Creditors’ Voluntary Arrangements (CVAs)
Creditors’ Voluntary Arrangements (CVAs) are entered into by companies that are facing financial difficulties. Rather than being a more formal process such as an appointment of an administrator or liquidator, the directors remain in charge of the business (albeit under the supervision of an insolvency practitioner).
The disadvantages of a CVA are that the company has to write to its creditors to propose the arrangements, but generally does not receive any protection from creditors whilst doing so. Therefore, there is always a risk (which is not present in administration, for example), that landlords will re-enter and forfeit leases, or other creditors will take enforcement action against the company. Also, secured lenders (such as banks with debentures over a company) are not bound by a CVA and can therefore can act as they see fit depending on the terms of their security.
Therefore, whilst creditors’ voluntary arrangements (CVAs) are often considered by owners and directors of companies that have assets worth preserving, they typically opt to enter administration instead, not least because of the possibility of a pre-pack sale of the business to preserve its value and the employment contracts.

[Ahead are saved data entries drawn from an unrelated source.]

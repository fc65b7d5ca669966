//! Init command implementation.

use anyhow::{bail, Context, Result};
use std::path::Path;

const CONFIG_FILE: &str = "arity-lint.toml";

const DEFAULT_CONFIG: &str = r#"# arity-lint configuration

[analyzer]
# Root directory to analyze (default: current directory)
# root = "./src"

# Glob patterns to exclude from analysis
exclude = [
    "**/node_modules/**",
    "**/dist/**",
    "**/build/**",
]

# Respect .gitignore files
respect_gitignore = true

# Every key other than `enabled` and `severity` is a limit.
# A limit of -1 disables the check for that key.

# Arguments passed at call sites. Keys are called function names;
# `global` applies to every other call. No keys means no checks.
[rules.func-args]
# severity = "warning"
global = 4
# setTimeout = 2

# Declared parameters. Keys are construct categories.
[rules.func-params]
global = 3
# funcDefinition = 4
# funcExpression = 3
# arrowFuncExpression = 3
# funcTypeAnnotation = -1
"#;

/// Runs the init command.
pub fn run(force: bool) -> Result<()> {
    write_config(Path::new(CONFIG_FILE), force)?;

    println!("Created {CONFIG_FILE}");
    println!("\nNext steps:");
    println!("  1. Edit {CONFIG_FILE} to set your limits");
    println!("  2. Run: arity-lint check");

    Ok(())
}

fn write_config(path: &Path, force: bool) -> Result<()> {
    if path.exists() && !force {
        bail!(
            "Configuration file already exists at {}. Use --force to overwrite.",
            path.display()
        );
    }

    std::fs::write(path, DEFAULT_CONFIG)
        .with_context(|| format!("Failed to write {}", path.display()))
}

A creditors’ voluntary arrangement (CVA) is a proposal to creditors to accept less money than they are actually owed, and to pay that lower sum back in instalments whilst continuing to trade, often over several years. An insolvency practitioner will be heavily involved in drafting those proposals and is often assisted by a solicitor to deal with contracts and points of law. Once a certain percentage of creditors agree the proposals, they bind all of them (save secured creditors).
Whilst the burden of paying that (albeit reduced) historic debt back over several years can weigh down on a business (unlike in administration), the creditors voluntary arrangement (CVA) process does preserve the business and can sometimes be successful if carefully planned.